[Stored data]
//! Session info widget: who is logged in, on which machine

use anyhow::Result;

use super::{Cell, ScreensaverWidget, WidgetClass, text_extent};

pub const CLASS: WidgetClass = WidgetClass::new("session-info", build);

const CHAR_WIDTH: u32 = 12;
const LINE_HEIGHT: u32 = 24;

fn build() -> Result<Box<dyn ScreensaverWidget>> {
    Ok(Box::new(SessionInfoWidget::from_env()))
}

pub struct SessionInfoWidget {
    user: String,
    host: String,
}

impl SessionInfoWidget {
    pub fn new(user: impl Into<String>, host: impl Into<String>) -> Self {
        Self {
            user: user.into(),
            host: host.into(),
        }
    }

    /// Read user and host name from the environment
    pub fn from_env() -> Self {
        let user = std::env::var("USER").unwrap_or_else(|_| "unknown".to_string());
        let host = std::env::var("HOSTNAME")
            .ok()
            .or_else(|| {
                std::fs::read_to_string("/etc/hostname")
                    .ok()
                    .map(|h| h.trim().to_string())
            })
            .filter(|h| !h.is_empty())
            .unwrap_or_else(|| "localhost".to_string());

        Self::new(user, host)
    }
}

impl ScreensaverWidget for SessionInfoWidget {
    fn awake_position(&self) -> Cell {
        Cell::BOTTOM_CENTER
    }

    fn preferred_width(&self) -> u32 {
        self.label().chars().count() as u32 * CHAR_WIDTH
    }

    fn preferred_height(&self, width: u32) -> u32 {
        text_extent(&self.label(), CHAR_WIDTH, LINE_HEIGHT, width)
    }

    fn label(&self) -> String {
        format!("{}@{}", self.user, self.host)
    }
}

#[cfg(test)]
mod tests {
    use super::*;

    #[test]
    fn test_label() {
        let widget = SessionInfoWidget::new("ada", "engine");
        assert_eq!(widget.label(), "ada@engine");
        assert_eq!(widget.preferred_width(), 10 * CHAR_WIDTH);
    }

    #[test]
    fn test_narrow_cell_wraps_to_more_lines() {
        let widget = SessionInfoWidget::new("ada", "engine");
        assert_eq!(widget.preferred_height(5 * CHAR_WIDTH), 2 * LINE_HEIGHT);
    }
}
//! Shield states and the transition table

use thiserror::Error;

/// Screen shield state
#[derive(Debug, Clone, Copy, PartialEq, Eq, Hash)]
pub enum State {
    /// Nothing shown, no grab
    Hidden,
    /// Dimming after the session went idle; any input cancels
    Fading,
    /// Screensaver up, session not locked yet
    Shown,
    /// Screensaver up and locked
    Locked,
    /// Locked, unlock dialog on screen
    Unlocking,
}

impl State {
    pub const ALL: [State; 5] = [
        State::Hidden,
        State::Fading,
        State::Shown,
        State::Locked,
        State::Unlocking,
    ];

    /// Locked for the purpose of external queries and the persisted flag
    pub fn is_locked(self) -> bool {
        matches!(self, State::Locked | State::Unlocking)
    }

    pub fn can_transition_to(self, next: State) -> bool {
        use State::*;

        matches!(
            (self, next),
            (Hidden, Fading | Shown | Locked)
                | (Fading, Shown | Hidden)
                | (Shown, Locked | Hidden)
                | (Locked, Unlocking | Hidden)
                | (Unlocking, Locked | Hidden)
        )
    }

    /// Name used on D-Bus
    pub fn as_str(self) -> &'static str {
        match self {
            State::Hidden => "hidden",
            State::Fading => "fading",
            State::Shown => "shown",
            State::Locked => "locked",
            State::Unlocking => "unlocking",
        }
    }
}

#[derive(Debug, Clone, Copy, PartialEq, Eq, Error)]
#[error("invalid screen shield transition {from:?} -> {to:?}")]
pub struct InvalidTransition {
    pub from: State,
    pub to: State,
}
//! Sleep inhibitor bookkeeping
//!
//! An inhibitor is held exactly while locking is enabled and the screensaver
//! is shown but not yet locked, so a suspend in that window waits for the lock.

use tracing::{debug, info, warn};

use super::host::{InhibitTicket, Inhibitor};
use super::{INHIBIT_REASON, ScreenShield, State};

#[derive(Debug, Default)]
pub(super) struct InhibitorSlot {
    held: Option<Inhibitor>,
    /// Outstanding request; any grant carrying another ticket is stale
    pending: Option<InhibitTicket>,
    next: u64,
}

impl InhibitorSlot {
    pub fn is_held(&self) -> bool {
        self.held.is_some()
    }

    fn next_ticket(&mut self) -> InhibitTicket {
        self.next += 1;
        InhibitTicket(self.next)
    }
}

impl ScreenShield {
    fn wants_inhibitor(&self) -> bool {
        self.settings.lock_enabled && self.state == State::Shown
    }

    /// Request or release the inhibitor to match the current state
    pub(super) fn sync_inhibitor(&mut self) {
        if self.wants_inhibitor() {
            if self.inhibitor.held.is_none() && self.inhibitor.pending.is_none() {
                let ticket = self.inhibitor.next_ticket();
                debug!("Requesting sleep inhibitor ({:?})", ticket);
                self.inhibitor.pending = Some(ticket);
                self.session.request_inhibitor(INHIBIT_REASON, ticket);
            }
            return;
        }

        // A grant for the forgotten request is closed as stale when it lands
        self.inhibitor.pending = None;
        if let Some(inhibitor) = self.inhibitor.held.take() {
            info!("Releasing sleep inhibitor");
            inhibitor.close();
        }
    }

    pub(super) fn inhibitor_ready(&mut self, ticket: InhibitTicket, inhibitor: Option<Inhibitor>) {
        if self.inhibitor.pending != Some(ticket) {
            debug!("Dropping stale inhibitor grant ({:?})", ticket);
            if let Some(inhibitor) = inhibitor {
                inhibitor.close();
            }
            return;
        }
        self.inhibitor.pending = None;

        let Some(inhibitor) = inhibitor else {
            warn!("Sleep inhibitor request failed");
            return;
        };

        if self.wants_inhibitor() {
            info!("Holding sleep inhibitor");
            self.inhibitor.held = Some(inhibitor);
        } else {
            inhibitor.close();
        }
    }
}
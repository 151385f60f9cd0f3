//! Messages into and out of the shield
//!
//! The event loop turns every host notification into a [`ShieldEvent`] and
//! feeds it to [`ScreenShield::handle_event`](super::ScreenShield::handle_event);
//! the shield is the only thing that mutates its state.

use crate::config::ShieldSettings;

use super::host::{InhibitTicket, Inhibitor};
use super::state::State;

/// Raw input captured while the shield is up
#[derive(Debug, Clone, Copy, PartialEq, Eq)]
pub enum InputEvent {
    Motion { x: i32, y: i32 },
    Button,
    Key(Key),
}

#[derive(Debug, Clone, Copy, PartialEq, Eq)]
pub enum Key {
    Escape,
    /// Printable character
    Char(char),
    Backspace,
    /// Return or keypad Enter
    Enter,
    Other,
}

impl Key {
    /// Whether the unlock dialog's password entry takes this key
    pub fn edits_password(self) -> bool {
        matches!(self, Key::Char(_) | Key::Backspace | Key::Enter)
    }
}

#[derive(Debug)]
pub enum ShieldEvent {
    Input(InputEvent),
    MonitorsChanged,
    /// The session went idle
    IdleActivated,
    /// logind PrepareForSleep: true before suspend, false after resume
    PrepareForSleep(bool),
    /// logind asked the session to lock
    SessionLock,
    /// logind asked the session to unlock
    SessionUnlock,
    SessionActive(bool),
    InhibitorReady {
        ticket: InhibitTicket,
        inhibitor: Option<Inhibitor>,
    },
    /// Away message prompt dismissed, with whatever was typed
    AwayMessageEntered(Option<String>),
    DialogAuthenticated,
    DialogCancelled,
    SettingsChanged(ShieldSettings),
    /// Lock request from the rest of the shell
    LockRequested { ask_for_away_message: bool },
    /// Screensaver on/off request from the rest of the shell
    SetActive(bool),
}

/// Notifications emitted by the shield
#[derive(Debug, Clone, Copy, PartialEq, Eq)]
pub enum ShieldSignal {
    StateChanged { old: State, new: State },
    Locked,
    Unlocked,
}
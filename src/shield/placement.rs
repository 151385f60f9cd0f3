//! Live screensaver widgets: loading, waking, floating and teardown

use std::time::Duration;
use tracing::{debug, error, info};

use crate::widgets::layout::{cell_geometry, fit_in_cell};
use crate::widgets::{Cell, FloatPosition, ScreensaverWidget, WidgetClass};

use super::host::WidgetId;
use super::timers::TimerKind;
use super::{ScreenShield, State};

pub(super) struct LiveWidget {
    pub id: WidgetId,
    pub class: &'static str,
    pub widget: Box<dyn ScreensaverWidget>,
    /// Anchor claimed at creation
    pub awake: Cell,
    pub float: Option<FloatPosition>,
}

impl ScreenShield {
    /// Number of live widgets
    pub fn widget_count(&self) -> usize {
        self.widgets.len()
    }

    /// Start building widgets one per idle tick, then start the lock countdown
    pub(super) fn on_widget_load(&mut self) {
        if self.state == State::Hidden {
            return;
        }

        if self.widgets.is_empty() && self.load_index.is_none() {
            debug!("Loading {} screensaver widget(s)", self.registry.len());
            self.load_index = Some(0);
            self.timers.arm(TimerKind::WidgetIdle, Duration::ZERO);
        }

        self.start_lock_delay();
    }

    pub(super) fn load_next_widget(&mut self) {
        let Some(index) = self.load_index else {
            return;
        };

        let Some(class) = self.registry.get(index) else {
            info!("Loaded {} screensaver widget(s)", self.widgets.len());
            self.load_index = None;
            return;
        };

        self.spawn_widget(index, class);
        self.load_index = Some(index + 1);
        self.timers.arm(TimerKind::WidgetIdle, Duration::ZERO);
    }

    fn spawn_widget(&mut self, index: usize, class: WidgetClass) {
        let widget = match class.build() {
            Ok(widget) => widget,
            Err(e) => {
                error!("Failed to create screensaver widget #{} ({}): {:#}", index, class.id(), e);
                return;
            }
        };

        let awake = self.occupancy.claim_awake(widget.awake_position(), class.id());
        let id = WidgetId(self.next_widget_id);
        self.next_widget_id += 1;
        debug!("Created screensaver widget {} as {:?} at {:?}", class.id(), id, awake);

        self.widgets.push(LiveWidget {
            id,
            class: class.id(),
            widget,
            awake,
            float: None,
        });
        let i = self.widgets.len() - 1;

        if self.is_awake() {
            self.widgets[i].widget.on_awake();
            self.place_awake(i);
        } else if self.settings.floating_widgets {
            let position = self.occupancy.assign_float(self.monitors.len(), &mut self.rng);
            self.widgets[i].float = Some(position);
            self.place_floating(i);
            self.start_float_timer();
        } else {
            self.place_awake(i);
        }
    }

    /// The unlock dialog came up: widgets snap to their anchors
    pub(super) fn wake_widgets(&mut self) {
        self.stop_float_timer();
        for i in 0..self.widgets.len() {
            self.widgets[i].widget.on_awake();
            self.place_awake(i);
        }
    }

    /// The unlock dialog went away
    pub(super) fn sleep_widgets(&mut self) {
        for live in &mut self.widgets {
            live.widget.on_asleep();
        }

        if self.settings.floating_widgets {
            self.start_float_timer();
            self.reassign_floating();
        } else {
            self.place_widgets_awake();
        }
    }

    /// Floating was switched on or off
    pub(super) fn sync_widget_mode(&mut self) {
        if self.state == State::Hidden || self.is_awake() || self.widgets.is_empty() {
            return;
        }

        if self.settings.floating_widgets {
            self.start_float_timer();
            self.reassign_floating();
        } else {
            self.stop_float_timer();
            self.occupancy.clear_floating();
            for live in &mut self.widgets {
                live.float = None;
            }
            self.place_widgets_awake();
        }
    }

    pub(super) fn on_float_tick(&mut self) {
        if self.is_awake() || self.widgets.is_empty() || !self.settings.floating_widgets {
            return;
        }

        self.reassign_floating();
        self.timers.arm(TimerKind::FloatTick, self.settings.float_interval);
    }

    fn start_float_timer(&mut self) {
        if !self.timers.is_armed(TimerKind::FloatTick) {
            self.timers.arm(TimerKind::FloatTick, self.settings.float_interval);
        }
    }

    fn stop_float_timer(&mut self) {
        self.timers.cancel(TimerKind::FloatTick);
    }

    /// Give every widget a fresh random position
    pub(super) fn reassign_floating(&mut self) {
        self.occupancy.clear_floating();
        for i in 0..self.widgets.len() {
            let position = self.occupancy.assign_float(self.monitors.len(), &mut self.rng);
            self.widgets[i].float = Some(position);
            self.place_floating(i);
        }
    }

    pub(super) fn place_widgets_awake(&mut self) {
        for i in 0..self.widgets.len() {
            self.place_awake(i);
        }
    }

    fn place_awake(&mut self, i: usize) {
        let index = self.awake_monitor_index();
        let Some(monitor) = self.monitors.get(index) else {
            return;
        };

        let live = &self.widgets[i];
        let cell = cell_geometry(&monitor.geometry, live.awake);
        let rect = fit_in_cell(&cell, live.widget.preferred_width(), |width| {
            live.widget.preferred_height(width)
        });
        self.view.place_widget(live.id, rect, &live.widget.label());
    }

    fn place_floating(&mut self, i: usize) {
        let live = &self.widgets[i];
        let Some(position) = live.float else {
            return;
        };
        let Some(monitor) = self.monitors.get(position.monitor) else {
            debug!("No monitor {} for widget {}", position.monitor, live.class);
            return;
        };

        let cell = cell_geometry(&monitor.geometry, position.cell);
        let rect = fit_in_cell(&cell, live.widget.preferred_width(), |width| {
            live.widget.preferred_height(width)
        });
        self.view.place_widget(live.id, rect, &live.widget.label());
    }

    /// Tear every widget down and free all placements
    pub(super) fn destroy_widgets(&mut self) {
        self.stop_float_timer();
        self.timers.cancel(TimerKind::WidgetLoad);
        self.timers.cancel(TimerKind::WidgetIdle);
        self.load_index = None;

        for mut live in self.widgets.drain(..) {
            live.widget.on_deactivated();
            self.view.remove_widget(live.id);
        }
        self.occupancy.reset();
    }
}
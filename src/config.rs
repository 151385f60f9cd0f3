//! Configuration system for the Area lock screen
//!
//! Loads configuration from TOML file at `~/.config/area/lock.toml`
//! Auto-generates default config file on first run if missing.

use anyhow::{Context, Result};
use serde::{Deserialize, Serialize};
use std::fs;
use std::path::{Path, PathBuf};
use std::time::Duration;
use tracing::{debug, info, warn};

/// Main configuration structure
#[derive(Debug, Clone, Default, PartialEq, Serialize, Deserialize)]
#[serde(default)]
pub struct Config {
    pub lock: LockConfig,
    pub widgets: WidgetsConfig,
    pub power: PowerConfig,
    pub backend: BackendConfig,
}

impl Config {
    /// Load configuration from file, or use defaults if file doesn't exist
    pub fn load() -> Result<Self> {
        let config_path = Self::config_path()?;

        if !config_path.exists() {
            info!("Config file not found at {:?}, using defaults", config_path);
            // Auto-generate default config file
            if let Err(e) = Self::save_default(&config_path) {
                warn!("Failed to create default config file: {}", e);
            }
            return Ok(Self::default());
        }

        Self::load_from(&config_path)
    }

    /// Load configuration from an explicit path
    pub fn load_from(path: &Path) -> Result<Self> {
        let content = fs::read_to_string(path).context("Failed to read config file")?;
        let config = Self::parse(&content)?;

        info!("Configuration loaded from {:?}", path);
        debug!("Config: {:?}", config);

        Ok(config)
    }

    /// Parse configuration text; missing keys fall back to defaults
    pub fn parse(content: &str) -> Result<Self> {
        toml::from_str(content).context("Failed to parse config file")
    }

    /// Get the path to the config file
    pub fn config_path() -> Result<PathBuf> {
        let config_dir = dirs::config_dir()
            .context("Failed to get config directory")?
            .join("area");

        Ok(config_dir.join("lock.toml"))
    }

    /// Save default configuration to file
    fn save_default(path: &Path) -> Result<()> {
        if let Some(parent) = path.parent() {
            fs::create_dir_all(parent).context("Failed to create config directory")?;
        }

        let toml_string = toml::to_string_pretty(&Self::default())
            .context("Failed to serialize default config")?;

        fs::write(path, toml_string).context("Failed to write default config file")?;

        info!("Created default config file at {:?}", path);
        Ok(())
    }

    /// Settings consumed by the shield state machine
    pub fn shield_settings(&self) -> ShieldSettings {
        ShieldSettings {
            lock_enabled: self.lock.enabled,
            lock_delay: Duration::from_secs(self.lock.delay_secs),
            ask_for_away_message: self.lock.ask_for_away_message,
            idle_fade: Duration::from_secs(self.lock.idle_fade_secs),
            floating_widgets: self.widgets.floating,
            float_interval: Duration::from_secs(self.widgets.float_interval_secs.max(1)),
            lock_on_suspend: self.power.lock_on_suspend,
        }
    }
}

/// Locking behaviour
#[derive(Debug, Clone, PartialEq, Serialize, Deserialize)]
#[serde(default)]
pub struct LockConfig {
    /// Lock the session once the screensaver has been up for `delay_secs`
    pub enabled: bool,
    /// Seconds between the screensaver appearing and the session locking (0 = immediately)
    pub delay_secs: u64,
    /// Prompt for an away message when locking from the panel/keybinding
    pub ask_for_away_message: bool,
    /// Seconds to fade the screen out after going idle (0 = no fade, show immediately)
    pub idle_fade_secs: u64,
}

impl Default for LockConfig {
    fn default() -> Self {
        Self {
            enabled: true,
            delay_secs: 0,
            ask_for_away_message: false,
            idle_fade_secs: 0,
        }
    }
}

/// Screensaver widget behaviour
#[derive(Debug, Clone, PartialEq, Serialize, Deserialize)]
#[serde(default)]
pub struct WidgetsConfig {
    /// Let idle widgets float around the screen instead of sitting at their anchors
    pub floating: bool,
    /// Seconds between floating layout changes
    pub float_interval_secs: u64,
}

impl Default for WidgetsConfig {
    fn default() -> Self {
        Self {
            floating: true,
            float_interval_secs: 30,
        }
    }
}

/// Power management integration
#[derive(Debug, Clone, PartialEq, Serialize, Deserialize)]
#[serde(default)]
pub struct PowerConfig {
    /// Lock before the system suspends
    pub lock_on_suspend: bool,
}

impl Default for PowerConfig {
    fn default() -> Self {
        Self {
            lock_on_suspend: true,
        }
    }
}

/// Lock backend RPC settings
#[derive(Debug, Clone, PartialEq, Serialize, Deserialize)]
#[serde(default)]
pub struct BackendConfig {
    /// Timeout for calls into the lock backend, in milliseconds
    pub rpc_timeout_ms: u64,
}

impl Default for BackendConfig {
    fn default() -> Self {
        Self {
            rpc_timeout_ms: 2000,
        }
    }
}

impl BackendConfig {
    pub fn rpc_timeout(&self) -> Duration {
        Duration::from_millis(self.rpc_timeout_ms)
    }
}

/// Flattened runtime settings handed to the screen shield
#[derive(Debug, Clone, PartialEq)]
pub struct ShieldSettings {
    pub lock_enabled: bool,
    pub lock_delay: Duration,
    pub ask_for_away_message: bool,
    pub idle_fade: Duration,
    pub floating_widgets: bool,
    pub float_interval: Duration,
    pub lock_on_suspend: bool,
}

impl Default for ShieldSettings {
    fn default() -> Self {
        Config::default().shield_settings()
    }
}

> [WORK TASK]
Please show all lines from the entries that contain the word "Backspace".

> [FINISHED EXERCISE]
    Backspace,
        matches!(self, Key::Char(_) | Key::Backspace | Key::Enter)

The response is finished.